== Exercise ==
Copy out every line of the data that has the word "MomentumTraderConfig" somewhere in it.

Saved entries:
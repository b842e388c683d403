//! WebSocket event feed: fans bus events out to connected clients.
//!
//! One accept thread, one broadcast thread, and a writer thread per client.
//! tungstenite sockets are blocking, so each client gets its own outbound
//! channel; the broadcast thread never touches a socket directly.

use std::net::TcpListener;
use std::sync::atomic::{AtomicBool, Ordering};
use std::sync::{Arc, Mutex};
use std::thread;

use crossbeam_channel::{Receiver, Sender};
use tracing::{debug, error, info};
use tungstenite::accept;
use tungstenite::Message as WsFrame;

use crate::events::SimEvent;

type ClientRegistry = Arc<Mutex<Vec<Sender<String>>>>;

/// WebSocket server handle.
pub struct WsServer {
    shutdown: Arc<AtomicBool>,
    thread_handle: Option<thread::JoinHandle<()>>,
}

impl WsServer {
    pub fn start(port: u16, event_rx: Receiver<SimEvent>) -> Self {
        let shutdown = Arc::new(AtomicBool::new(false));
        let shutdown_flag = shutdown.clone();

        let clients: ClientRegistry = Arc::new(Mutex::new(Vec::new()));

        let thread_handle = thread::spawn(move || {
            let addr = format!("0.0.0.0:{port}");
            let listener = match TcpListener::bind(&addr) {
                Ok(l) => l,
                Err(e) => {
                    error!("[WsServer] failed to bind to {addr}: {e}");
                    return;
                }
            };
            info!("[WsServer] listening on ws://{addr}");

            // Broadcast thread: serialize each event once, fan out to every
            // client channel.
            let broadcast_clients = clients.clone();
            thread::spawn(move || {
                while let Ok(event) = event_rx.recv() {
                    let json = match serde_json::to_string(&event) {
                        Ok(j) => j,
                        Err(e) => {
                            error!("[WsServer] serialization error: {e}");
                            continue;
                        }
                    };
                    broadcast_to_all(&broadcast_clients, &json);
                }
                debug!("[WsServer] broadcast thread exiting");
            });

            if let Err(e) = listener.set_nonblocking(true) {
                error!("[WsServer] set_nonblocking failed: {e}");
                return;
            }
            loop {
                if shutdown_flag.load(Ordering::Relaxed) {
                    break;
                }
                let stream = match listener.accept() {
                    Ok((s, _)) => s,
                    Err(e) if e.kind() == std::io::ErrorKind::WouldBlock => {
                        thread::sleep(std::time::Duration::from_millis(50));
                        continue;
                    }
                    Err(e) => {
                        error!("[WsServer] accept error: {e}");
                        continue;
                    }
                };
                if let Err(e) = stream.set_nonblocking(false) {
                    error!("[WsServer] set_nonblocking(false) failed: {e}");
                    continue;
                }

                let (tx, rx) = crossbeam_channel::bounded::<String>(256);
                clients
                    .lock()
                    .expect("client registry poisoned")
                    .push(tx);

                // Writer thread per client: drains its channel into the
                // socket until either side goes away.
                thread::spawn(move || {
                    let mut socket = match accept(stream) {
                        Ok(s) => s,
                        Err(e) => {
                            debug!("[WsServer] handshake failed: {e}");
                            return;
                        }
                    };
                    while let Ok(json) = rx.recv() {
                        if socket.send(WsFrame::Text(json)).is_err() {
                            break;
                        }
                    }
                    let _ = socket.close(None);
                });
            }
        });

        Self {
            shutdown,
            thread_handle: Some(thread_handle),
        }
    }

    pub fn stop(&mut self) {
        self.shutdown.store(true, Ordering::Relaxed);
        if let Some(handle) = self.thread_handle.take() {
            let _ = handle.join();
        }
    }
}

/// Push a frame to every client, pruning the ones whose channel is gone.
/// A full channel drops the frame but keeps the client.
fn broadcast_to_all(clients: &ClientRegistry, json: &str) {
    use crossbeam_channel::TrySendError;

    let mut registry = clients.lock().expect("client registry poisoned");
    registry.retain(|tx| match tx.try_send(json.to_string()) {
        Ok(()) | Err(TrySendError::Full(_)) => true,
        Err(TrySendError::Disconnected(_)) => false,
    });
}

* * *

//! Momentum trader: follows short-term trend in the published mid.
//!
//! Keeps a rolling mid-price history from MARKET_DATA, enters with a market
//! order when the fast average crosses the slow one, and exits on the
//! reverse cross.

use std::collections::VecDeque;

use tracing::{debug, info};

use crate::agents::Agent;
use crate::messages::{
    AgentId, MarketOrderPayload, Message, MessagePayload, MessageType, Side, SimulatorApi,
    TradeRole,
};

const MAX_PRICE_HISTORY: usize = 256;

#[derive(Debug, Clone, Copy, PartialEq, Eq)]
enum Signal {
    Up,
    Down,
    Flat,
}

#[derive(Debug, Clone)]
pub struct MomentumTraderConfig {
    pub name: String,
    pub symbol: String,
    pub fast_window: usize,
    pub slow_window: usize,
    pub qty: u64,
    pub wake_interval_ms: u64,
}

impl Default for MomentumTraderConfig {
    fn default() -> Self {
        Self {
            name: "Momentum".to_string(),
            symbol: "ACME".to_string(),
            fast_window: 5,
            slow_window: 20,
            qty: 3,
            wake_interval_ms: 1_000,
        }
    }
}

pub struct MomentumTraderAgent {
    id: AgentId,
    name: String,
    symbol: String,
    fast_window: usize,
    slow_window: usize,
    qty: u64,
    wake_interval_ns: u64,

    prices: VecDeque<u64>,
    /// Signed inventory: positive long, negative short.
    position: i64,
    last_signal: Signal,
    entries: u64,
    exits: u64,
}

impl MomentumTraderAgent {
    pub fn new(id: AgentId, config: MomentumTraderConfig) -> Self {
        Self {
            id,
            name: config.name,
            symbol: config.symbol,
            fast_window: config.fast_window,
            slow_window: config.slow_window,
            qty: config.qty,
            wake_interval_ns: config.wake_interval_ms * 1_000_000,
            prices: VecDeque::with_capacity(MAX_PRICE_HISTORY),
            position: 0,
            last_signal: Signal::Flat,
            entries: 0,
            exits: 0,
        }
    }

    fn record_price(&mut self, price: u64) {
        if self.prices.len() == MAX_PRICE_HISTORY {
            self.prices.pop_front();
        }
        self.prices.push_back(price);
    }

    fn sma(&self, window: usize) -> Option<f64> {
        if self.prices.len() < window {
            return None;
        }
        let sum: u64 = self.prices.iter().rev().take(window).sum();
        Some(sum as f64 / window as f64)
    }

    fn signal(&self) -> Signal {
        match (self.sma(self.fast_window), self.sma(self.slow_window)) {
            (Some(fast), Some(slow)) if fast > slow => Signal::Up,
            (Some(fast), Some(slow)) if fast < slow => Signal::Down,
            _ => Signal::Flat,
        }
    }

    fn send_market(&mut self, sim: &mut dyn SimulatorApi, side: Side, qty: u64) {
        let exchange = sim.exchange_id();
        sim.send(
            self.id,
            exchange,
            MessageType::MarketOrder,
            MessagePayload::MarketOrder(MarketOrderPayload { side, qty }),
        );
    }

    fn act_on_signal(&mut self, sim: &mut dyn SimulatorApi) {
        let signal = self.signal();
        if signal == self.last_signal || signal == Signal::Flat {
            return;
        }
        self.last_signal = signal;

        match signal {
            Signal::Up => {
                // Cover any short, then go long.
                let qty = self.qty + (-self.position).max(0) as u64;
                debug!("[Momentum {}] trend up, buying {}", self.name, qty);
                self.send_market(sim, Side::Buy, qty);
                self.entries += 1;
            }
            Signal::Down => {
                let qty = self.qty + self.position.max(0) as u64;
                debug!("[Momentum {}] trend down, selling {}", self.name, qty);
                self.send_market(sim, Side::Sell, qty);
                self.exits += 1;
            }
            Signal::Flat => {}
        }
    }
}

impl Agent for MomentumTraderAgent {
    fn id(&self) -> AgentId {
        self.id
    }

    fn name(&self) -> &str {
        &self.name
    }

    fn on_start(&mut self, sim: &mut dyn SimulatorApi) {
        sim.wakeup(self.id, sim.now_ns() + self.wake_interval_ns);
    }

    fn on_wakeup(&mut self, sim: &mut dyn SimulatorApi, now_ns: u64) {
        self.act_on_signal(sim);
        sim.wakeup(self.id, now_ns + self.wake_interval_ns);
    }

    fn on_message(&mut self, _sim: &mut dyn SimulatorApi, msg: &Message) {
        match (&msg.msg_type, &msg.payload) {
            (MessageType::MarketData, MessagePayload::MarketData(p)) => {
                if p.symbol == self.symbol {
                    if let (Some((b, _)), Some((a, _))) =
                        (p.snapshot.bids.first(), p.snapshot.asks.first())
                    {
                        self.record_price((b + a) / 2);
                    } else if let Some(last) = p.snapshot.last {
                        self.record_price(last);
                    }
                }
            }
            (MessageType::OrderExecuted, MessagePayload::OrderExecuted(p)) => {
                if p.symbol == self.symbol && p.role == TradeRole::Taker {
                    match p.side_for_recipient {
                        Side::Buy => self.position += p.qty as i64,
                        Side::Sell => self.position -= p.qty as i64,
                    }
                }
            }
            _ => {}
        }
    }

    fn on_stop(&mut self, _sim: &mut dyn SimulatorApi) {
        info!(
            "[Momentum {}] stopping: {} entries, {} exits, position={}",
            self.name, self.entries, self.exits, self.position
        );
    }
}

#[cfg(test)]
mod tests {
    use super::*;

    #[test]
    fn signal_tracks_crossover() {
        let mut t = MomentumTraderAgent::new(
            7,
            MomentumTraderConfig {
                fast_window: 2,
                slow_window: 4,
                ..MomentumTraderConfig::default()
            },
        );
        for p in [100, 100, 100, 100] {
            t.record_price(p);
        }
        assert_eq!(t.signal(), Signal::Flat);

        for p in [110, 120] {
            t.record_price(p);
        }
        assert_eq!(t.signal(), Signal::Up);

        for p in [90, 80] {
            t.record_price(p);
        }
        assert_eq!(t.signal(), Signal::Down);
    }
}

== Written answer ==
pub struct MomentumTraderConfig {
impl Default for MomentumTraderConfig {
    pub fn new(id: AgentId, config: MomentumTraderConfig) -> Self {
            MomentumTraderConfig {
                ..MomentumTraderConfig::default()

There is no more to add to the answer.